● What the task asks: Scan the entries below for the word "Result" and copy every line in which it occurs.
━━━━━━━━━━━━━━━━
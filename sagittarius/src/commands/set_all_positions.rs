use serde::{Deserialize, Serialize};

use crate::kinematics::{JointVector, JOINT_COUNT};
use crate::packets::{CommandCode, Payload, PayloadReader};
use crate::units::radians_to_wire;
use crate::ArmError;

/// Moves all six joint servos in one frame.
#[derive(Serialize, Deserialize, Debug, Clone, Copy, PartialEq, Eq)]
pub struct SetAllPositions {
    pub tenth_degrees: [i16; JOINT_COUNT],
}

impl SetAllPositions {
    pub fn new(tenth_degrees: [i16; JOINT_COUNT]) -> Self {
        Self { tenth_degrees }
    }

    pub fn from_joints(joints: &JointVector) -> Self {
        Self {
            tenth_degrees: joints.0.map(radians_to_wire),
        }
    }
}

impl Payload for SetAllPositions {
    const CODE: CommandCode = CommandCode::SetAllPositions;

    fn write_payload(&self, out: &mut Vec<u8>) {
        for value in self.tenth_degrees {
            out.extend_from_slice(&value.to_le_bytes());
        }
    }

    fn read_payload(bytes: &[u8]) -> Result<Self, ArmError> {
        let mut reader = PayloadReader::new(bytes, Self::CODE);
        let mut tenth_degrees = [0i16; JOINT_COUNT];
        for value in tenth_degrees.iter_mut() {
            *value = reader.i16()?;
        }
        reader.finish()?;
        Ok(Self { tenth_degrees })
    }
}

#[cfg(test)]
mod tests {
    use super::*;

    #[test]
    fn test_from_joints_converts_to_tenth_degrees() {
        let joints = JointVector::new([0.0, std::f64::consts::FRAC_PI_2, -0.5, 0.0, 0.0, 1.0]);
        let cmd = SetAllPositions::from_joints(&joints);
        assert_eq!(cmd.tenth_degrees, [0, 900, -286, 0, 0, 573]);
    }

    #[test]
    fn test_payload_is_little_endian() {
        let mut out = Vec::new();
        SetAllPositions::new([1, -1, 256, 0, 0, 0]).write_payload(&mut out);
        assert_eq!(&out[..6], &[0x01, 0x00, 0xFF, 0xFF, 0x00, 0x01]);
        assert_eq!(out.len(), 12);
    }

    #[test]
    fn test_short_payload_is_malformed() {
        assert!(matches!(
            SetAllPositions::read_payload(&[0; 10]),
            Err(ArmError::MalformedFrame(_))
        ));
    }
}
use std::error::Error;
use std::fmt;

use serde::{Deserialize, Serialize};

use crate::kinematics::LimitSide;

/// Hard errors: contract violations by the caller, or a link that is gone.
///
/// Transient bus conditions (a servo that does not answer in time) and IK
/// non-convergence are not errors; they come back as tagged outcomes.
#[derive(Serialize, Deserialize, Debug, Clone, PartialEq)]
pub enum ArmError {
    InvalidArity { expected: usize, got: usize },
    TooManyServos { max: usize, got: usize },
    InvalidServoId(u8),
    OutOfRange { parameter: String, value: f64, min: f64, max: f64 },
    JointLimit { joint: u8, value: f64, lower: f64, upper: f64, side: LimitSide },
    InvalidPose(String),
    InvalidLogLevel(u8),
    Config(String),
    SerialOpen(String),
    FailedToSend(String),
    MalformedFrame(String),
    Disconnected,
}

impl ArmError {
    pub(crate) fn out_of_range<T: Into<f64>>(parameter: &str, value: T, min: T, max: T) -> Self {
        ArmError::OutOfRange {
            parameter: parameter.to_string(),
            value: value.into(),
            min: min.into(),
            max: max.into(),
        }
    }
}

impl Error for ArmError {}

impl fmt::Display for ArmError {
    fn fmt(&self, f: &mut fmt::Formatter<'_>) -> fmt::Result {
        match self {
            ArmError::InvalidArity { expected, got } => {
                write!(f, "expected at least {} values, got {}", expected, got)
            }
            ArmError::TooManyServos { max, got } => {
                write!(f, "number of servos cannot exceed {} (got {})", max, got)
            }
            ArmError::InvalidServoId(id) => write!(f, "servo id {} does not exist on this arm", id),
            ArmError::OutOfRange { parameter, value, min, max } => {
                write!(f, "{} = {} is outside [{}, {}]", parameter, value, min, max)
            }
            ArmError::JointLimit { joint, value, lower, upper, side } => write!(
                f,
                "joint {} = {:.4} rad exceeds its {:?} limit (allowed [{:.4}, {:.4}])",
                joint, value, side, lower, upper
            ),
            ArmError::InvalidPose(msg) => write!(f, "invalid pose: {}", msg),
            ArmError::InvalidLogLevel(level) => write!(f, "log level {} is not in 0..=5", level),
            ArmError::Config(msg) => write!(f, "configuration error: {}", msg),
            ArmError::SerialOpen(msg) => write!(f, "could not open servo link: {}", msg),
            ArmError::FailedToSend(msg) => write!(f, "SendError: {}", msg),
            ArmError::MalformedFrame(msg) => write!(f, "malformed frame: {}", msg),
            ArmError::Disconnected => write!(f, "servo board appears to be disconnected"),
        }
    }
}
use std::path::Path;
use std::time::Duration;

use serde::{Deserialize, Serialize};

use crate::commands::{MAX_ACCELERATION, MAX_VELOCITY};
use crate::kinematics::JointLimits;
use crate::{ArmError, TorqueMode};

/// Session parameters for one arm.
///
/// ```rust,ignore
/// let config = ArmConfig::from_json_file("arm.json")?;
/// // or start from the defaults and override a few fields
/// let config = ArmConfig {
///     serial_path: "/dev/ttyACM0".to_string(),
///     free_on_release: false,
///     ..ArmConfig::default()
/// };
/// config.validate()?;
/// let arm = SagittariusArm::connect(config).await?;
/// ```
#[derive(Serialize, Deserialize, Debug, Clone, PartialEq)]
#[serde(default)]
pub struct ArmConfig {
    pub serial_path: String,
    pub baud_rate: u32,
    /// Default profile velocity, `0..=4096`.
    pub velocity: u16,
    /// Default profile acceleration, `0..=254`.
    pub acceleration: u8,
    pub read_timeout_ms: u64,
    /// Release torque when the session ends.
    pub free_on_release: bool,
    pub initial_torque: TorqueMode,
    pub joint_limits: JointLimits,
}

impl ArmConfig {
    pub fn new(serial_path: String, baud_rate: u32, velocity: u16, acceleration: u8) -> Self {
        Self {
            serial_path,
            baud_rate,
            velocity,
            acceleration,
            ..Self::default()
        }
    }

    pub fn validate(&self) -> Result<(), ArmError> {
        if self.serial_path.is_empty() {
            return Err(ArmError::Config("Serial path cannot be empty.".to_string()));
        }
        if self.baud_rate == 0 {
            return Err(ArmError::Config("Baud rate must be greater than 0.".to_string()));
        }
        if self.read_timeout_ms == 0 {
            return Err(ArmError::Config("Read timeout must be greater than 0.".to_string()));
        }
        if self.velocity > MAX_VELOCITY {
            return Err(ArmError::out_of_range("velocity", self.velocity, 0, MAX_VELOCITY));
        }
        if self.acceleration > MAX_ACCELERATION {
            return Err(ArmError::out_of_range(
                "acceleration",
                self.acceleration,
                0,
                MAX_ACCELERATION,
            ));
        }
        // Limits may come from a hand-edited file.
        JointLimits::new(*self.joint_limits.lower(), *self.joint_limits.upper())?;
        Ok(())
    }

    pub fn read_timeout(&self) -> Duration {
        Duration::from_millis(self.read_timeout_ms)
    }

    pub fn from_json(json: &str) -> Result<Self, ArmError> {
        serde_json::from_str(json).map_err(|e| ArmError::Config(format!("Could not parse config: {}", e)))
    }

    pub fn from_json_file<P: AsRef<Path>>(path: P) -> Result<Self, ArmError> {
        let path = path.as_ref();
        let text = std::fs::read_to_string(path)
            .map_err(|e| ArmError::Config(format!("Could not read {}: {}", path.display(), e)))?;
        Self::from_json(&text)
    }
}

impl Default for ArmConfig {
    fn default() -> Self {
        Self {
            serial_path: "/dev/sagittarius".to_string(),
            baud_rate: 1_000_000,
            velocity: 500,
            acceleration: 5,
            read_timeout_ms: 500,
            free_on_release: true,
            initial_torque: TorqueMode::Locked,
            joint_limits: JointLimits::default(),
        }
    }
}

#[cfg(test)]
mod tests {
    use super::*;

    #[test]
    fn test_defaults_validate() {
        let config = ArmConfig::default();
        assert!(config.validate().is_ok());
        assert_eq!(config.read_timeout(), Duration::from_millis(500));
        assert!(config.free_on_release);
    }

    #[test]
    fn test_partial_json_fills_defaults() {
        let config = ArmConfig::from_json(r#"{ "serial_path": "/dev/ttyACM0", "velocity": 1200 }"#).unwrap();
        assert_eq!(config.serial_path, "/dev/ttyACM0");
        assert_eq!(config.velocity, 1200);
        assert_eq!(config.baud_rate, 1_000_000);
        assert_eq!(config.initial_torque, TorqueMode::Locked);
    }

    #[test]
    fn test_validate_rejects_bad_values() {
        let bad = [
            ArmConfig { serial_path: String::new(), ..ArmConfig::default() },
            ArmConfig { baud_rate: 0, ..ArmConfig::default() },
            ArmConfig { read_timeout_ms: 0, ..ArmConfig::default() },
            ArmConfig { velocity: 5000, ..ArmConfig::default() },
            ArmConfig { acceleration: 255, ..ArmConfig::default() },
        ];
        for config in bad {
            assert!(config.validate().is_err(), "{:?} should be rejected", config);
        }
    }

    #[test]
    fn test_inverted_limits_in_file_rejected() {
        let json = r#"{ "joint_limits": { "lower": [1, 0, 0, 0, 0, 0], "upper": [0, 1, 1, 1, 1, 1] } }"#;
        let config = ArmConfig::from_json(json).unwrap();
        assert!(matches!(config.validate(), Err(ArmError::Config(_))));
    }
}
━━━━━━━━━━━━━━━━
● Solution to this exercise:
    fn read_payload(bytes: &[u8]) -> Result<Self, ArmError> {
    fn fmt(&self, f: &mut fmt::Formatter<'_>) -> fmt::Result {
    pub fn validate(&self) -> Result<(), ArmError> {
    pub fn from_json(json: &str) -> Result<Self, ArmError> {
    pub fn from_json_file<P: AsRef<Path>>(path: P) -> Result<Self, ArmError> {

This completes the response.